- _Activity_
Using the records below, filter out every line that lacks "Mike" and copy the rest.

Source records
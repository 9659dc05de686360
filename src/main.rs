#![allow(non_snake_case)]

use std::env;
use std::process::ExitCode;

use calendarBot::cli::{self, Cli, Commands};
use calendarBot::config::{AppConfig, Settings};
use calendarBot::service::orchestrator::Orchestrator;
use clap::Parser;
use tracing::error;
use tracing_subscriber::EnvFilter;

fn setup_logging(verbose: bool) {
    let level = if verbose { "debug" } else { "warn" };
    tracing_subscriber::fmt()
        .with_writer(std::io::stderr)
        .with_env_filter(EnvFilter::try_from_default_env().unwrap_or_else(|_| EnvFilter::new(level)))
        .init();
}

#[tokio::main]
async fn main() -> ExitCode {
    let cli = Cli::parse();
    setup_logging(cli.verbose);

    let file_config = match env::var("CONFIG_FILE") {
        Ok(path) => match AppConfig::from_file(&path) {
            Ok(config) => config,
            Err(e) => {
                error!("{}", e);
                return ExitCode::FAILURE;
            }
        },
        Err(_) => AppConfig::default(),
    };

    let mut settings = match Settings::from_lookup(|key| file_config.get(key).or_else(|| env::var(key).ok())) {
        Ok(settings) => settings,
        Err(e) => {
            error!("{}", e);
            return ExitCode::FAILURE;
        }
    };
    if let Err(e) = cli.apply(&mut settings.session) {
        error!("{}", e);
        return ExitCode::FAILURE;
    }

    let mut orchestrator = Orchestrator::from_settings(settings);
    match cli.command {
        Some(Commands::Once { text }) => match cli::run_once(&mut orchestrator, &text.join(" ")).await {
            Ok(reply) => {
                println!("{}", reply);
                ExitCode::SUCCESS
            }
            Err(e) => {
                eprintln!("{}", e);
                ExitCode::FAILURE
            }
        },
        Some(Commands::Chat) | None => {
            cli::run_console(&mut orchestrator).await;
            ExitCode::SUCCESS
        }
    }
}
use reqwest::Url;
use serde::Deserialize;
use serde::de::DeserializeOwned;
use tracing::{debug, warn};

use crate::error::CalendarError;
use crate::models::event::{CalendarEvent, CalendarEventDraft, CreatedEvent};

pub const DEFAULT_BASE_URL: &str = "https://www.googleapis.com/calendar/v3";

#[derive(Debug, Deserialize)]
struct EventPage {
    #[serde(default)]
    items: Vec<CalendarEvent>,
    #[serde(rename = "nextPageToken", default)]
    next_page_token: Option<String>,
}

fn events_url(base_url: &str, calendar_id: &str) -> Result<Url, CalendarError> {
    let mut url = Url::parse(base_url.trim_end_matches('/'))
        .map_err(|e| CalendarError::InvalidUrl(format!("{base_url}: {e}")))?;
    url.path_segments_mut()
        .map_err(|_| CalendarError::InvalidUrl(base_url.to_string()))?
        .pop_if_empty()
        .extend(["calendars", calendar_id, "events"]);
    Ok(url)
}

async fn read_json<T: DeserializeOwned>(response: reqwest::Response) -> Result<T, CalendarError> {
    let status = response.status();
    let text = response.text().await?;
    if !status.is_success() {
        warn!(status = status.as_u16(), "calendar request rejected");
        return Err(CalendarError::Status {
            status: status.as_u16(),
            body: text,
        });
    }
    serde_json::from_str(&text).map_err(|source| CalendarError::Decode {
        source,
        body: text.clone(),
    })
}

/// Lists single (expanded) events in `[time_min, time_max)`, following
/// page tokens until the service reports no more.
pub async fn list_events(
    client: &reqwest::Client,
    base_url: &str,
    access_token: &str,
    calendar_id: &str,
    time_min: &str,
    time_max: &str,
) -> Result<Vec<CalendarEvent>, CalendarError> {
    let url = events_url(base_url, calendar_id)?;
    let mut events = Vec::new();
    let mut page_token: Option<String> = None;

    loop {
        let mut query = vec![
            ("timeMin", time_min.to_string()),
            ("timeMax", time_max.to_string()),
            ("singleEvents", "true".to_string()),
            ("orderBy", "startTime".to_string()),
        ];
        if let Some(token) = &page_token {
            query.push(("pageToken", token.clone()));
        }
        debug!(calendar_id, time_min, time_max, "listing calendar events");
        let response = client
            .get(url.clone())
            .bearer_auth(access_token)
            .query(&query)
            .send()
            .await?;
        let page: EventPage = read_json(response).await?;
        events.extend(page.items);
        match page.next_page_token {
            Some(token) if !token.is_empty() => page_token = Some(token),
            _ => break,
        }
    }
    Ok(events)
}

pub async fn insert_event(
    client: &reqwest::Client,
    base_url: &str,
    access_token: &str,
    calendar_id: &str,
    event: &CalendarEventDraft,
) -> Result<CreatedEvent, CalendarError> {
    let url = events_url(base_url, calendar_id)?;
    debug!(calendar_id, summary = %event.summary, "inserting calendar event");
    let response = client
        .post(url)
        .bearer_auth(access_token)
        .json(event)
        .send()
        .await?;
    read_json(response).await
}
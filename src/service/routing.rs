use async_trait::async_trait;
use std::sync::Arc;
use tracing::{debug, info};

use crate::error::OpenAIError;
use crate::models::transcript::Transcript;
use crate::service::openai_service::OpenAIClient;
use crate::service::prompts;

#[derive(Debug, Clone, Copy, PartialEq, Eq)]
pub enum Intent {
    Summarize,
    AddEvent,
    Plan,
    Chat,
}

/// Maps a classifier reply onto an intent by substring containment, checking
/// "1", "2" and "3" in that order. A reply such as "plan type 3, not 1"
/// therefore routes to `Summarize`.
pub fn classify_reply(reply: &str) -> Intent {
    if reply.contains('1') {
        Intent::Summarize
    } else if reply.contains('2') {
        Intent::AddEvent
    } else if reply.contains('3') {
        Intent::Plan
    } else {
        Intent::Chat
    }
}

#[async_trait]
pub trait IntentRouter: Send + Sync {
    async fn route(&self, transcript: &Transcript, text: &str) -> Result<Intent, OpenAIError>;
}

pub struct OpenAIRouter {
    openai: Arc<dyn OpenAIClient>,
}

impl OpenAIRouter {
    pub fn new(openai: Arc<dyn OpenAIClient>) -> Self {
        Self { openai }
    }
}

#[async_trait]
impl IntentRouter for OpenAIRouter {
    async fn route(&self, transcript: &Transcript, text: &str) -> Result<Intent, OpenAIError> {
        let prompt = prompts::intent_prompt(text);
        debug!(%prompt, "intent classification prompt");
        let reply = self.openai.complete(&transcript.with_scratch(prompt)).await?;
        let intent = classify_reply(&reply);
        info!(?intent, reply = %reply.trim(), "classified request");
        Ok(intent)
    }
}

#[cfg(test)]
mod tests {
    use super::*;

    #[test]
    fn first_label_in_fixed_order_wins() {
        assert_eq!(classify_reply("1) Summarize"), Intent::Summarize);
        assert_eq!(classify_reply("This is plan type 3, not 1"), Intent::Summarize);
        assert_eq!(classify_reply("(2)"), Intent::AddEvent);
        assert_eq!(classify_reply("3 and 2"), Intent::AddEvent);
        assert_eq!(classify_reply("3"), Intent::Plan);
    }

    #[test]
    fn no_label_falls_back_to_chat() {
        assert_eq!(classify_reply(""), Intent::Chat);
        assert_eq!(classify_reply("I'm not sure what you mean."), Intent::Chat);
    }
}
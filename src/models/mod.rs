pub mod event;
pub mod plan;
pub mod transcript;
---
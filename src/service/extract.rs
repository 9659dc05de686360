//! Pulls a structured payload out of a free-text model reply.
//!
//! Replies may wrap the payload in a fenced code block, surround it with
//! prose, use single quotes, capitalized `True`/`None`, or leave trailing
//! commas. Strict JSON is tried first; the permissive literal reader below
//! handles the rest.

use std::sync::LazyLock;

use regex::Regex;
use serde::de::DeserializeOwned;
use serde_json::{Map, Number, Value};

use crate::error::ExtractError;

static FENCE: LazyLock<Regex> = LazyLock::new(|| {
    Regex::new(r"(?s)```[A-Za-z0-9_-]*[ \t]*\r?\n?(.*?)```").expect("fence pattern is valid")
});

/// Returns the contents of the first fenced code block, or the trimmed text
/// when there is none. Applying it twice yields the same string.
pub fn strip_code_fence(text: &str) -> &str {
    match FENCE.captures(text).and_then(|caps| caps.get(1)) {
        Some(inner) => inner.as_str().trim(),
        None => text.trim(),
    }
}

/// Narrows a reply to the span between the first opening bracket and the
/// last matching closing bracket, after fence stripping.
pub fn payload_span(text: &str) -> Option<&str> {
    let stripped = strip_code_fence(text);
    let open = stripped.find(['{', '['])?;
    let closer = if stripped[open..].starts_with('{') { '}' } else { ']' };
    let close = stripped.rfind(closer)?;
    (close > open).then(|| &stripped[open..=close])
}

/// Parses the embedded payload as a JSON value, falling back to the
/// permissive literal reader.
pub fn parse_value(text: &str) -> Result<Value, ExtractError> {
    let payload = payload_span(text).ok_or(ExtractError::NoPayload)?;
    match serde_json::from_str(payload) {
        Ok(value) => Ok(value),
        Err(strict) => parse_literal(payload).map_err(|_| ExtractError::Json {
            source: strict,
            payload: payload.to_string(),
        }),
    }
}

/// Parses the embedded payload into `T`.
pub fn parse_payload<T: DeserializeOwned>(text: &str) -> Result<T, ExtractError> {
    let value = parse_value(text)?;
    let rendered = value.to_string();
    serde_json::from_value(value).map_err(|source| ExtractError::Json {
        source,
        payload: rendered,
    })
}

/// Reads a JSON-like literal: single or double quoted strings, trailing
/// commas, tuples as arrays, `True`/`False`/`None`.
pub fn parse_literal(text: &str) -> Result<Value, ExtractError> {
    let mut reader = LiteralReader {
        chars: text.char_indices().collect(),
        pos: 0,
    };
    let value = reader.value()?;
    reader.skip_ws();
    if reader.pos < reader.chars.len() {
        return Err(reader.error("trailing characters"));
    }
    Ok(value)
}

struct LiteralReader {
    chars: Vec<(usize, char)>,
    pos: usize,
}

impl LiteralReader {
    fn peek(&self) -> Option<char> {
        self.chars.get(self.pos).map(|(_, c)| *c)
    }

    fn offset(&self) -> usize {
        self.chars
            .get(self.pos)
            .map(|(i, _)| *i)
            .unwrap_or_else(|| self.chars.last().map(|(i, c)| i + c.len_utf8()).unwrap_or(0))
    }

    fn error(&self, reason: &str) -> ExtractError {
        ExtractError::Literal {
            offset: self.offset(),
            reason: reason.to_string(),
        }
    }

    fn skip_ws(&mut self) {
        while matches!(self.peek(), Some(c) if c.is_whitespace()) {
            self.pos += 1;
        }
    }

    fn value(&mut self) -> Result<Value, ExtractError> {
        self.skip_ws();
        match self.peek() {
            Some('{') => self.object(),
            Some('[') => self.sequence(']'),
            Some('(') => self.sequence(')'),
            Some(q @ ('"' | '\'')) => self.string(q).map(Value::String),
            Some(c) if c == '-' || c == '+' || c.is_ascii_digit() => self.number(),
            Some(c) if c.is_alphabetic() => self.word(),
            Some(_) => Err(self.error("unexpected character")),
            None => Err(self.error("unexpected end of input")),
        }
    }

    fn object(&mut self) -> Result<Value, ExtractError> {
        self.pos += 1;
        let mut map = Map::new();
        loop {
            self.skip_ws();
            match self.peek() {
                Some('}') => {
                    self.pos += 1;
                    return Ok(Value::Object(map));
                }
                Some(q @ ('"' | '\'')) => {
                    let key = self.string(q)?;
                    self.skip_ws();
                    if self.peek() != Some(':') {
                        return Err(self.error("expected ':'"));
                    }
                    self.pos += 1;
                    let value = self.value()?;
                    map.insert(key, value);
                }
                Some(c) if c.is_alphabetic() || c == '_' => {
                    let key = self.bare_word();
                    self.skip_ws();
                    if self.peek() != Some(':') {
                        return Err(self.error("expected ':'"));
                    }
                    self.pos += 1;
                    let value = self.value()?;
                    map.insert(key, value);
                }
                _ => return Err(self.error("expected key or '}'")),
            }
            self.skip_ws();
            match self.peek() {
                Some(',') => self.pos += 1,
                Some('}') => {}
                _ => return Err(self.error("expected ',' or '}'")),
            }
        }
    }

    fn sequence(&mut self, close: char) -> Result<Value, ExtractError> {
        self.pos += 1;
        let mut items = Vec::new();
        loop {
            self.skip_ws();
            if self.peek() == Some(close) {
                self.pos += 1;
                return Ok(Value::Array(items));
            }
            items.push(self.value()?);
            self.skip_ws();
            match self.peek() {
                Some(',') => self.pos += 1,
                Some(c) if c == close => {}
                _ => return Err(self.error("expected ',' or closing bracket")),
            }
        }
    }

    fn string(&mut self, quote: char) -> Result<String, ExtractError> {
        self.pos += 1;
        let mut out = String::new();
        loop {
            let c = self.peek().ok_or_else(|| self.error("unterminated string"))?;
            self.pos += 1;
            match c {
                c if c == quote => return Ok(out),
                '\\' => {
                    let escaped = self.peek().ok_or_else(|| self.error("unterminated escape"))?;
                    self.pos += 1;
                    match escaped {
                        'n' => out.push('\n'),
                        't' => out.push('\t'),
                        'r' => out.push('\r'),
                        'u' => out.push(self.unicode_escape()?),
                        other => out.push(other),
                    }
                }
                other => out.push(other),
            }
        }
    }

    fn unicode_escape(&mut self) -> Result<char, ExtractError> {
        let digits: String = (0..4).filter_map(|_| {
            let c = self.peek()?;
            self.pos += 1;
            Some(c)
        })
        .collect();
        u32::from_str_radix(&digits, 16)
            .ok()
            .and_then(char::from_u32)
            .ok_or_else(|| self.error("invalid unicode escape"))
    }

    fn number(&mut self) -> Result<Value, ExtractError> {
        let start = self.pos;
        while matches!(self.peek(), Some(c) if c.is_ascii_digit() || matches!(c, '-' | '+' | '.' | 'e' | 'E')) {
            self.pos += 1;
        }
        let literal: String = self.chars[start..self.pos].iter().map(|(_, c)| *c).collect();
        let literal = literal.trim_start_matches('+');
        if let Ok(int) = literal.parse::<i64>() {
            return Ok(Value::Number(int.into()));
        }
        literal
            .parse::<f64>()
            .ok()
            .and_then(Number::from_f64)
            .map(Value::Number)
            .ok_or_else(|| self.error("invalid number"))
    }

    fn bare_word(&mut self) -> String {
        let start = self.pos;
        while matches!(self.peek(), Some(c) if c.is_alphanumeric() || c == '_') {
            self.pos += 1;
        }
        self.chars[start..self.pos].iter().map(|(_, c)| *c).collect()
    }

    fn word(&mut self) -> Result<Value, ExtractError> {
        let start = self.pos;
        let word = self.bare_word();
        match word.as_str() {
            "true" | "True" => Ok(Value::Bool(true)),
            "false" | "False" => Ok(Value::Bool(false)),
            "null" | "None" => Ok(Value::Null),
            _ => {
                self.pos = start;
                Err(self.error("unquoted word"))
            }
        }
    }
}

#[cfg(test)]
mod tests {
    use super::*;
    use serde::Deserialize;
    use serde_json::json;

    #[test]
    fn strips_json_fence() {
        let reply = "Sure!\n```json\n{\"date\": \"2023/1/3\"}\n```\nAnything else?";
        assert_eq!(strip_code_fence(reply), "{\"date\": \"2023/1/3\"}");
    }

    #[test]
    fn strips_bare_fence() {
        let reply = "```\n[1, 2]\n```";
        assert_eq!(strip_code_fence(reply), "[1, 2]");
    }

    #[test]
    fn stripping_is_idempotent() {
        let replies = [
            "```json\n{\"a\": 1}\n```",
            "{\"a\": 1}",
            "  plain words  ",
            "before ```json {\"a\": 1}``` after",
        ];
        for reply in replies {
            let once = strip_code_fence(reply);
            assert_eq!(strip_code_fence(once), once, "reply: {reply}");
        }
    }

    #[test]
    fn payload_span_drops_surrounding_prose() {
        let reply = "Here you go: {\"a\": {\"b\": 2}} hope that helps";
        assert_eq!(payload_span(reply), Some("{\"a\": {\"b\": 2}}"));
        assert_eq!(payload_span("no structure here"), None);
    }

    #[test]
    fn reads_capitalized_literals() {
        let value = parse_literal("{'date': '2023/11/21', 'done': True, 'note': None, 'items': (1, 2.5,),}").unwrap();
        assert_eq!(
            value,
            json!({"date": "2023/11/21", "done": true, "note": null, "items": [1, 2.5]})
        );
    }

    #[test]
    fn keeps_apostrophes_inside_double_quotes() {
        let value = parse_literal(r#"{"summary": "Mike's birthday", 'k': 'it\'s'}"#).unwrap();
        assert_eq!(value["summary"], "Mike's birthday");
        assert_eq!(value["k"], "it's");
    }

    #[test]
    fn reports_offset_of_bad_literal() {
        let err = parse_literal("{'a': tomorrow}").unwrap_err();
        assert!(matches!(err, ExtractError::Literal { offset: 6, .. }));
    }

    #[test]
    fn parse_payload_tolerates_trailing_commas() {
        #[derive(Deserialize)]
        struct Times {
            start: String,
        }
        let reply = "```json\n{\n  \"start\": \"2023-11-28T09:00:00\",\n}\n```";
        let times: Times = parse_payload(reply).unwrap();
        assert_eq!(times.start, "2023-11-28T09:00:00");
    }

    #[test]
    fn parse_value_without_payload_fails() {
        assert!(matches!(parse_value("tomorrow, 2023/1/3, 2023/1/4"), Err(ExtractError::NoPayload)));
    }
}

- _Response to the exercise_
        let value = parse_literal(r#"{"summary": "Mike's birthday", 'k': 'it\'s'}"#).unwrap();
        assert_eq!(value["summary"], "Mike's birthday");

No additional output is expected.